Macrophage migration inhibitory factor (MIF) is a pleiotropic pro-inflammatory cytokine. It was initially identified as a cytokine from activated T cells and is now known to be secreted by various cell types such as hematopoietic, epithelial, endothelial, mesenchymal, and neuronal cells [2,3]. MIF plays a critical role in innate and adaptive immunity, cell survival signaling, and can regulate glucocorticoid-mediated immunosuppression [1,3]. It acts via binding to receptors like CD74/CD44, CXCR2, CXCR4, and CXCR7, activating downstream pathways including ERK1/2, AMPK, and AKT [2].

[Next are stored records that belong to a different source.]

//! # Network Listener Module
//!
//! This module accepts client TCP connections, relays each one to the configured upstream
//! service and records the exchange as a pcap capture.
//!
//! The main component is [`NetworkListener`] which owns the listening socket, decides where each
//! connection's records go (one file per connection or one shared file) and spawns a
//! [`TcpCapture`] per accepted connection.
//!
//! ## Architecture
//!
//! ```text
//! ┌─────────────────┐    ┌──────────────────┐    ┌─────────────────┐
//! │ Incoming        │───▶│ NetworkListener  │───▶│ Upstream        │
//! │ Connections     │    │                  │    │ service         │
//! └─────────────────┘    │ - TcpCapture     │    └─────────────────┘
//!                        │ - CaptureSession │
//!                        └────────┬─────────┘
//!                                 ▼
//!                          <output>/*.pcap
//! ```
//!
//! ## Usage
//!
//! ```rust,no_run
//! use pcapline::configuration::config::Config;
//! use pcapline::network::network_listener::NetworkListener;
//! use pcapline::error_handling::types::NetworkError;
//! use std::path::Path;
//!
//! #[tokio::main]
//! async fn main() -> Result<(), NetworkError> {
//!     let config = Config::from_file(Path::new("pcapline.toml")).unwrap();
//!     let mut listener = NetworkListener::new(config.resolve().unwrap());
//!
//!     listener.bind().await?;
//!     listener.start_listening().await
//! }
//! ```

use crate::configuration::types::{CaptureOutput, ListenerSettings};
use crate::data_capture::{CaptureSessionBuilder, ConnectionInfo, TcpCapture};
use crate::error_handling::types::NetworkError;
use crate::pcap::{PcapSink, SharedSink, WriteSink};
use log::{debug, error, info, warn};
use std::fs::File;
use std::future::Future;
use std::net::SocketAddr;
use std::sync::Arc;
use tokio::net::{TcpListener, TcpStream};
use tokio::task::JoinSet;
use uuid::Uuid;

/// Accepts connections, relays them upstream and captures every exchange.
///
/// `NetworkListener` is responsible for:
/// - Binding the listen address from [`ListenerSettings`]
/// - Opening the shared capture file and writing its header once, in shared mode
/// - Dialing the upstream service for every accepted client
/// - Driving one [`TcpCapture`] per connection
pub struct NetworkListener {
    settings: ListenerSettings,

    /// Bound socket, `None` until [`NetworkListener::bind`] succeeds
    listener: Option<TcpListener>,

    /// Destination shared by every session in shared output mode
    shared_sink: Option<SharedSink>,
}

impl NetworkListener {
    pub fn new(settings: ListenerSettings) -> Self {
        Self {
            settings,
            listener: None,
            shared_sink: None,
        }
    }

    /// Binds the listen address and prepares the capture output.
    ///
    /// In shared mode the capture file is created (truncated) here and its
    /// global header written, since sessions never write it themselves.
    ///
    /// # Returns
    ///
    /// The address actually bound, useful when the configured port is `0`.
    ///
    /// # Errors
    ///
    /// - `NetworkError::BindError` if the socket cannot be bound
    /// - `NetworkError::SinkError` if the shared capture file cannot be created
    pub async fn bind(&mut self) -> Result<SocketAddr, NetworkError> {
        let listener = TcpListener::bind(self.settings.listen_address)
            .await
            .map_err(|e| {
                error!("[!] Bind error on {}: {:?}", self.settings.listen_address, e);
                NetworkError::BindError(e)
            })?;
        let local = listener.local_addr().map_err(NetworkError::BindError)?;

        if let CaptureOutput::Shared(path) = &self.settings.output {
            let file = File::create(path).map_err(NetworkError::SinkError)?;
            let shared = SharedSink::new(WriteSink::new(file));
            shared
                .write_global_header()
                .map_err(NetworkError::SinkError)?;
            info!("Shared capture file {}", path.display());
            self.shared_sink = Some(shared);
        }

        info!(
            "Listening on {}, relaying to {}",
            local, self.settings.upstream_address
        );
        self.listener = Some(listener);
        Ok(local)
    }

    pub fn local_addr(&self) -> Option<SocketAddr> {
        self.listener.as_ref().and_then(|l| l.local_addr().ok())
    }

    /// Accepts connections until the process is stopped.
    pub async fn start_listening(&mut self) -> Result<(), NetworkError> {
        self.start_listening_until(std::future::pending()).await
    }

    /// Accepts connections until `shutdown` resolves, then waits for the
    /// connections in flight to finish and closes the shared capture file.
    ///
    /// # Errors
    ///
    /// - `NetworkError::BindError` if called before [`NetworkListener::bind`]
    /// - `NetworkError::AcceptError` if accepting fails
    pub async fn start_listening_until<F>(&mut self, shutdown: F) -> Result<(), NetworkError>
    where
        F: Future<Output = ()>,
    {
        let listener = self.listener.take().ok_or_else(|| {
            NetworkError::BindError(std::io::Error::new(
                std::io::ErrorKind::NotConnected,
                "listener is not bound",
            ))
        })?;

        let mut connections = JoinSet::new();
        tokio::pin!(shutdown);

        let result = loop {
            tokio::select! {
                _ = &mut shutdown => {
                    info!("Shutdown requested, no longer accepting connections");
                    break Ok(());
                }
                accepted = listener.accept() => {
                    let (stream, peer) = match accepted {
                        Ok(conn) => conn,
                        Err(e) => {
                            error!("[!] Accept error: {:?}", e);
                            break Err(NetworkError::AcceptError(e));
                        }
                    };
                    let settings = self.settings.clone();
                    let shared = self.shared_sink.clone();
                    connections.spawn(async move {
                        if let Err(e) = handle_connection(stream, peer, settings, shared).await {
                            warn!("Connection from {} ended with error: {}", peer, e);
                        }
                    });
                }
                Some(joined) = connections.join_next(), if !connections.is_empty() => {
                    if let Err(e) = joined {
                        error!("Connection task failed: {:?}", e);
                    }
                }
            }
        };

        debug!("Waiting for {} connection(s) to finish", connections.len());
        while let Some(joined) = connections.join_next().await {
            if let Err(e) = joined {
                error!("Connection task failed: {:?}", e);
            }
        }

        if let Some(shared) = self.shared_sink.take() {
            shared.close_shared().map_err(NetworkError::SinkError)?;
        }
        result
    }
}

/// Opens the sink one connection's session writes to.
fn open_sink(
    output: &CaptureOutput,
    shared: Option<SharedSink>,
    session_id: Uuid,
) -> Result<Box<dyn PcapSink>, NetworkError> {
    match (output, shared) {
        (CaptureOutput::Shared(_), Some(shared)) => Ok(Box::new(shared)),
        (CaptureOutput::Shared(path), None) => Err(NetworkError::SinkError(std::io::Error::new(
            std::io::ErrorKind::NotConnected,
            format!("shared capture file {} is not open", path.display()),
        ))),
        (CaptureOutput::PerConnection(dir), _) => {
            let path = dir.join(format!("{}.pcap", session_id));
            debug!("[{}] capture file {}", session_id, path.display());
            let file = File::create(path).map_err(NetworkError::SinkError)?;
            Ok(Box::new(WriteSink::new(file)))
        }
    }
}

async fn handle_connection(
    client: TcpStream,
    peer: SocketAddr,
    settings: ListenerSettings,
    shared: Option<SharedSink>,
) -> Result<(), NetworkError> {
    let session_id = Uuid::new_v4();
    info!("[{}] accepted connection from {}", session_id, peer);

    let upstream = TcpStream::connect(settings.upstream_address)
        .await
        .map_err(|e| {
            error!(
                "[{}] upstream {} unreachable: {:?}",
                session_id, settings.upstream_address, e
            );
            NetworkError::ConnectionFailed(e)
        })?;
    let local = client.local_addr().map_err(NetworkError::StreamError)?;

    let is_shared = matches!(settings.output, CaptureOutput::Shared(_));
    let sink = open_sink(&settings.output, shared, session_id)?;
    let session = CaptureSessionBuilder::new()
        .session_id(session_id)
        .shared_output_stream(is_shared)
        .capture_zero_byte(settings.capture_zero_byte)
        .build(sink);

    let capture = Arc::new(TcpCapture::new(session));
    capture
        .proxy_and_record(client, upstream, ConnectionInfo::tcp(local, peer, true))
        .await
}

In pre-clinical models, genetic depletion of myeloid-derived MIF in perioperative ischemic stroke mice with middle cerebral artery occlusion following a surgical insult led to a significant reduction in endothelial cell apoptosis and necroptosis, as well as blood-brain-barrier disruption [4]. In mouse models of allergic asthma, the lack of MIF caused an almost complete abrogation of mucus secretion, eosinophilic inflammation, and airway hyper-responsiveness [6]. In spondyloarthritis pre-clinical models, genetic deletion or blockade of MIF reduced the severity of inflammation [5].

In conclusion, MIF is a multifaceted cytokine involved in numerous biological processes and diseases. Model-based research, especially using MIF knockout or conditional knockout mouse models, has revealed its crucial roles in inflammation, cell death, and immune-related diseases such as ischemic brain injury, allergic asthma, and spondyloarthritis. These studies provide insights into potential therapeutic strategies targeting MIF for treating related diseases.